Altılı Masa, deprem sonrası için yeni bir belge üzerinde çalışacakmış. Ağırlaşan bölüşüm şoklarının telafisi, depremin onarımı, enkazdan yeni bir Türkiye inşasına geçiş… Nasıl mümkün olacak? Nasıl planlanacak? Mutabakat Metni’nin neoliberal perspektifi böyle bir gündemin tahayyülünü, planlanmasını imkânsız kılmaktadır.
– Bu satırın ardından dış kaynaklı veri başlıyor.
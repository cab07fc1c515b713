mod cmd;
mod exit;
mod firmware;
mod input;
mod logging;
mod output;
mod render;
mod store;

use std::path::PathBuf;

use clap::Parser;

use crate::cmd::Command;
use crate::logging::{init_logging, LogFormat, LogLevel};
use crate::output::OutputFormat;

#[derive(Parser, Debug)]
#[command(name = "simlink", version, about = "Simulated device bridge")]
struct Cli {
    /// Output format.
    #[arg(long, value_name = "FORMAT", global = true)]
    format: Option<OutputFormat>,

    /// Log output format (stderr).
    #[arg(long, value_name = "FORMAT", default_value = "text", global = true)]
    log_format: LogFormat,

    /// Minimum log level (stderr).
    #[arg(long, value_name = "LEVEL", default_value = "info", global = true)]
    log_level: LogLevel,

    /// Append logs to this file instead of stderr.
    #[arg(long, value_name = "FILE", env = "SIMLINK_LOG_FILE", global = true)]
    log_file: Option<PathBuf>,

    #[command(subcommand)]
    command: Command,
}

fn main() {
    let cli = Cli::parse();
    init_logging(cli.log_format, cli.log_level, cli.log_file.as_deref());

    let format = cli.format.unwrap_or_else(OutputFormat::default_for_stdout);
    let result = cmd::run(cli.command, format);

    match result {
        Ok(code) => std::process::exit(code),
        Err(err) => {
            eprintln!("error: {err}");
            std::process::exit(err.code);
        }
    }
}

#[cfg(test)]
mod tests {
    use super::*;

    #[test]
    fn parses_run_with_firmware_command() {
        let cli = Cli::try_parse_from([
            "simlink",
            "run",
            "--model",
            "q1",
            "--poll-interval",
            "2ms",
            "--",
            "python3",
            "-m",
            "firmware",
        ])
        .expect("run args should parse");

        let Command::Run(args) = cli.command else {
            panic!("expected run");
        };
        assert_eq!(args.firmware, vec!["python3", "-m", "firmware"]);
        assert_eq!(args.poll_interval, "2ms");
    }

    #[test]
    fn run_requires_firmware() {
        let err = Cli::try_parse_from(["simlink", "run"]).expect_err("firmware is required");
        assert_eq!(err.kind(), clap::error::ErrorKind::MissingRequiredArgument);
    }

    #[test]
    fn parses_keys_subcommand() {
        let cli = Cli::try_parse_from(["simlink", "--format", "json", "keys", "--model", "mk4"])
            .expect("keys args should parse");
        assert!(matches!(cli.command, Command::Keys(_)));
        assert_eq!(cli.format, Some(OutputFormat::Json));
    }

    #[test]
    fn log_file_is_global() {
        let cli = Cli::try_parse_from(["simlink", "version", "--log-file", "/tmp/simlink.log"])
            .expect("log file should parse after subcommand");
        assert_eq!(cli.log_file, Some(PathBuf::from("/tmp/simlink.log")));
    }

    #[test]
    fn rejects_unknown_model() {
        let err = Cli::try_parse_from(["simlink", "keys", "--model", "mk3"])
            .expect_err("unknown model should fail");
        assert_eq!(err.kind(), clap::error::ErrorKind::InvalidValue);
    }
}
Kılıçdaroğlu’nun, “ne yaptık kendimize böyle?” sorgulaması, deprem arifesinde yayımlanan Mutabakat Metni’ni de kapsıyor mu? Mümkündür. Zira bu belge (kamu harcamalarına ek sınırlar getiren Malî Kural’ı da ekleyerek) ekonomik dinamizmden yoksun bir devlet tasarlamaktadır. Son yıllarda benzersiz boyutlarda ihya olan sermaye bloku gelirlerinin, astronomik rantların, servet artışlarının istisnaî yöntemlerle vergilenmesi de Mutabakat Metni programında yer almıyor.

Bu belge, enflasyonu parasal ve malî daralma ile, yani ekonomiyi küçülterek ve toplumsal bunalımı ağırlaştırarak önlemeyi tasarlamaktadır. Reel ücretleri korurken kâr marjlarını frenleyen enflasyonla mücadele yöntemlerini gündem-dışı tutmaktadır.

Bu tür seçenekler için CHP’nin ve Genel Başkan’ın Mutabakat Metni’nin, Altılı Masa’nın dışına, sol tarafa bakmaları gerekiyor. DİSK’in Şubat 2023’te Depremin Yaralarını Sarmak ve Ülkeyi Yeniden Kurmak İçin başlığı altında yayımladığı politika talepleri ile başlanabilir. Sol sosyal bilimcilerden gerçekçi katkılar hızla artıyor; burada sıralamayalım.

Sermayenin tahakkümü dışına taşan bu gündemi, tüm demokratların, cumhuriyetçilerin katılımıyla, elbirliğiyle sürdürmek, olgunlaştırmak, hayata geçirmek zorundayız.